Data for this task =>

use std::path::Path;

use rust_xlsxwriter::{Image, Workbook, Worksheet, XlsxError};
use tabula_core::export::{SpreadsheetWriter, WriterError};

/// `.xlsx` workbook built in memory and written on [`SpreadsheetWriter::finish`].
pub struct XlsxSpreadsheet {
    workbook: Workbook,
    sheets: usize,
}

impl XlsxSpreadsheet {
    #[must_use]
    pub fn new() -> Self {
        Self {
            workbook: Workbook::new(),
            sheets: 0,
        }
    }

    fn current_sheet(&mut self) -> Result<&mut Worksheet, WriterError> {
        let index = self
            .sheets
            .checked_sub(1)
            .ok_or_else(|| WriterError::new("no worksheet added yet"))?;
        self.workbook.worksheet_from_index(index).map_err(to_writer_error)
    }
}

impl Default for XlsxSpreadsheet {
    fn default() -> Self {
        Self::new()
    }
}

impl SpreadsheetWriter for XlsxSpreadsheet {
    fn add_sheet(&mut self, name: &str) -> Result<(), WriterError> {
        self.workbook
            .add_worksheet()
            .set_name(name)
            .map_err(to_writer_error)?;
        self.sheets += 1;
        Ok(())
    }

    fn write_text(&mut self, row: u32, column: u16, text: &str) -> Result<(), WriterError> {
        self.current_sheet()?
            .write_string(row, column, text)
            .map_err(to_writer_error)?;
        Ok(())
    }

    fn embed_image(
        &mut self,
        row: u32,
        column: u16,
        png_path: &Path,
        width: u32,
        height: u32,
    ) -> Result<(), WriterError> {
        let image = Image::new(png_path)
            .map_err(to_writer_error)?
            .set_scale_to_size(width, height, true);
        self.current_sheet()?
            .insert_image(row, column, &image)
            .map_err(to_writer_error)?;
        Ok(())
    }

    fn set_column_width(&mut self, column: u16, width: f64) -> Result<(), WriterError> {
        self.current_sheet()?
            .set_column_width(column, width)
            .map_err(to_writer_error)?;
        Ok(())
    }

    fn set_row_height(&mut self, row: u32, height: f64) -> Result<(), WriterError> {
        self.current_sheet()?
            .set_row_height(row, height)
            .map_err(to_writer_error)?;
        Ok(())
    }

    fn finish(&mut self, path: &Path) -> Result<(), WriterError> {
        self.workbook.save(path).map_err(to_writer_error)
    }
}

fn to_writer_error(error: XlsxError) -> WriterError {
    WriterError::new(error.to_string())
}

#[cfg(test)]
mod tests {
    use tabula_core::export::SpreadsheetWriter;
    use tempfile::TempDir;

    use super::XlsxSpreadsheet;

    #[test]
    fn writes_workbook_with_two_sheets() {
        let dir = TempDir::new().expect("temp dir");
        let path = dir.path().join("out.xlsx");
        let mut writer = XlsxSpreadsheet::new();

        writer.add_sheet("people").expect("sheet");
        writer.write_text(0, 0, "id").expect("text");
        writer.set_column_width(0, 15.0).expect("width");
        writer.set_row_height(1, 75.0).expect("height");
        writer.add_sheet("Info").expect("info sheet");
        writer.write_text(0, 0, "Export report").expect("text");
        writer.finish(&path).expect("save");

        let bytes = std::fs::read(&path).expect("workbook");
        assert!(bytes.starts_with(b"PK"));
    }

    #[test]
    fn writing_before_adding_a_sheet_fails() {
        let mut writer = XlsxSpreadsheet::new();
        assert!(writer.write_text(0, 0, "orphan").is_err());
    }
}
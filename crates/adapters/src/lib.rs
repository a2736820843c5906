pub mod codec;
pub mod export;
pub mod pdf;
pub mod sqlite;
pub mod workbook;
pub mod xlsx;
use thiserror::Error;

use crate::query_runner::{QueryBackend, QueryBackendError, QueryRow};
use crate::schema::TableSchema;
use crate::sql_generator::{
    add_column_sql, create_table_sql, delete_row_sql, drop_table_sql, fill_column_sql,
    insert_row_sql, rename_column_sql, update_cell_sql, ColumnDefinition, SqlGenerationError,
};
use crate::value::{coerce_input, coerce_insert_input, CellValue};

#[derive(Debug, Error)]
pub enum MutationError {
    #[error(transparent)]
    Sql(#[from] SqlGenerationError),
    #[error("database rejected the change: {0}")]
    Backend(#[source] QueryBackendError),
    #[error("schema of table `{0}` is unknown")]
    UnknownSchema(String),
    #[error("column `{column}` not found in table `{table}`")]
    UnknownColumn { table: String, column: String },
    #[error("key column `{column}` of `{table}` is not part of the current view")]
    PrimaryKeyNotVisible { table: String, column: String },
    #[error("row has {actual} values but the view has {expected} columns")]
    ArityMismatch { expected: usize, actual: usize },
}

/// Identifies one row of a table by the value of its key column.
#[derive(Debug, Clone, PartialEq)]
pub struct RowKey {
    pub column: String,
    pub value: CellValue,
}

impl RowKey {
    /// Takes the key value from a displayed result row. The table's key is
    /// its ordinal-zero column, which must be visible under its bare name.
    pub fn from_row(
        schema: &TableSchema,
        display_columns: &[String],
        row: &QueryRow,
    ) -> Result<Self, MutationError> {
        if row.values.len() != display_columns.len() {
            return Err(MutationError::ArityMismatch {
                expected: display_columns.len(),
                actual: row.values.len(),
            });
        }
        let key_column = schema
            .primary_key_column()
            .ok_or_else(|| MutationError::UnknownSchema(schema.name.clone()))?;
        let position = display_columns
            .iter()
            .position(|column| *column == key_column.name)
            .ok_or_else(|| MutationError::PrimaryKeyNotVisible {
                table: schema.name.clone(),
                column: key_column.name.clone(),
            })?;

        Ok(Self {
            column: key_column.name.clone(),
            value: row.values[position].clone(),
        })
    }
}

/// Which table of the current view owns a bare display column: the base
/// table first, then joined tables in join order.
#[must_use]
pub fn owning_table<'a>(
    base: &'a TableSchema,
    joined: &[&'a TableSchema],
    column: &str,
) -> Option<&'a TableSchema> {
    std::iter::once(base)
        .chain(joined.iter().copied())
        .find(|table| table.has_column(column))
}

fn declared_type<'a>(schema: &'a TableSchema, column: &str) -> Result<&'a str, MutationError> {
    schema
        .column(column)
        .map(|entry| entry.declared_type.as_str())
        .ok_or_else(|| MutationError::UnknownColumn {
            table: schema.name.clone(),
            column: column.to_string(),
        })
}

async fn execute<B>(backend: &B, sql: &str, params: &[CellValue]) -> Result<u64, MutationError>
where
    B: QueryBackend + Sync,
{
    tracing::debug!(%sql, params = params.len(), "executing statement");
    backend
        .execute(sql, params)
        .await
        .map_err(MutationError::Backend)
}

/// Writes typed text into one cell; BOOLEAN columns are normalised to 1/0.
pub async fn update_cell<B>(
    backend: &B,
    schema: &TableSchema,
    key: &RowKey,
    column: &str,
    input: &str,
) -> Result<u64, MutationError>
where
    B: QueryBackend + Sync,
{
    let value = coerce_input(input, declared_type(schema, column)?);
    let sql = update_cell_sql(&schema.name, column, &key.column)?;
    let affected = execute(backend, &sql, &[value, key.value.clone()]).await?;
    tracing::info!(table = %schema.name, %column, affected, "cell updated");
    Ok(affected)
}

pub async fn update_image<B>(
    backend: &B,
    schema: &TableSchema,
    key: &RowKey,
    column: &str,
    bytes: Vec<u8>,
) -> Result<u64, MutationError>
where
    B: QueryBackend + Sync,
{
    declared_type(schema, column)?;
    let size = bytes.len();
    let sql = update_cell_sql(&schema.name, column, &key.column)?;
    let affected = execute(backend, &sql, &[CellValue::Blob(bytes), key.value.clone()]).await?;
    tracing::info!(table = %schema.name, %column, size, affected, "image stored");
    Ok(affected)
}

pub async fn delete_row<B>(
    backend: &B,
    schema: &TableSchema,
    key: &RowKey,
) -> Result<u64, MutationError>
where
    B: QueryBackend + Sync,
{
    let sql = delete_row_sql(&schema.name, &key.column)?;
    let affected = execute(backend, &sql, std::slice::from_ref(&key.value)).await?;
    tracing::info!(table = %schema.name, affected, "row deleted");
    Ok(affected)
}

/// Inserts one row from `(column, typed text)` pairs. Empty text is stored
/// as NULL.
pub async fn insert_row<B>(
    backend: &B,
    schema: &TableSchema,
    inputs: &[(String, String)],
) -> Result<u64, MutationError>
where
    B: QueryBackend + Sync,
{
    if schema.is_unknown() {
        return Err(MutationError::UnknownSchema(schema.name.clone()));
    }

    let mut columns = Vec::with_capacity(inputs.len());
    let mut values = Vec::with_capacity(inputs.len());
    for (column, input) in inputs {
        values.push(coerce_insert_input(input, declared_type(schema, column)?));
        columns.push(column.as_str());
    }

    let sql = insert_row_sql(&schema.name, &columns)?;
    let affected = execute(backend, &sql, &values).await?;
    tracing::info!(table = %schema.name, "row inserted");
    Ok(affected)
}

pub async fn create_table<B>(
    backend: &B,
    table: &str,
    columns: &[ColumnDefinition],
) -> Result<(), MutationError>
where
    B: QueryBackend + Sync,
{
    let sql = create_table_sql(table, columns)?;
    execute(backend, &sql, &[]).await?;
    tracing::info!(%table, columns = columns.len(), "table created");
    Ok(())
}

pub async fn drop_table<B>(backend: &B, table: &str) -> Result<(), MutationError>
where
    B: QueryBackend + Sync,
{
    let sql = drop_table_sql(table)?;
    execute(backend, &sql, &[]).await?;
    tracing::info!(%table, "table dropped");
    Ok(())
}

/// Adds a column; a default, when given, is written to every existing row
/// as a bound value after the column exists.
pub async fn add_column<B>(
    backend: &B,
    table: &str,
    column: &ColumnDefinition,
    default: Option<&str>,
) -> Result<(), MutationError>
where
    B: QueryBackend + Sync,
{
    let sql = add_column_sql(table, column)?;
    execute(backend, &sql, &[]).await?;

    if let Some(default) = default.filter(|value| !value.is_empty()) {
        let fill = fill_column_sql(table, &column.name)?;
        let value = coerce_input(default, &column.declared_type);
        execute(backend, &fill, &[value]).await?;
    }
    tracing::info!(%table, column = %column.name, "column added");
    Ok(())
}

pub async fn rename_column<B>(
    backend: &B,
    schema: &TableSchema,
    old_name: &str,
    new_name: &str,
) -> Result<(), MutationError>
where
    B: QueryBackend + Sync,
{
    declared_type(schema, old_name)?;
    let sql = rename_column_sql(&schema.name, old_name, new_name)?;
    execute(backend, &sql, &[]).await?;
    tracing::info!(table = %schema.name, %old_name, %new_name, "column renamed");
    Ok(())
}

Work task => Go through the records above and copy every line with the word "affected".

Expected output =>
    let affected = execute(backend, &sql, &[value, key.value.clone()]).await?;
    tracing::info!(table = %schema.name, %column, affected, "cell updated");
    Ok(affected)
    let affected = execute(backend, &sql, &[CellValue::Blob(bytes), key.value.clone()]).await?;
    tracing::info!(table = %schema.name, %column, size, affected, "image stored");
    Ok(affected)
    let affected = execute(backend, &sql, std::slice::from_ref(&key.value)).await?;
    tracing::info!(table = %schema.name, affected, "row deleted");
    Ok(affected)
    let affected = execute(backend, &sql, &values).await?;
    Ok(affected)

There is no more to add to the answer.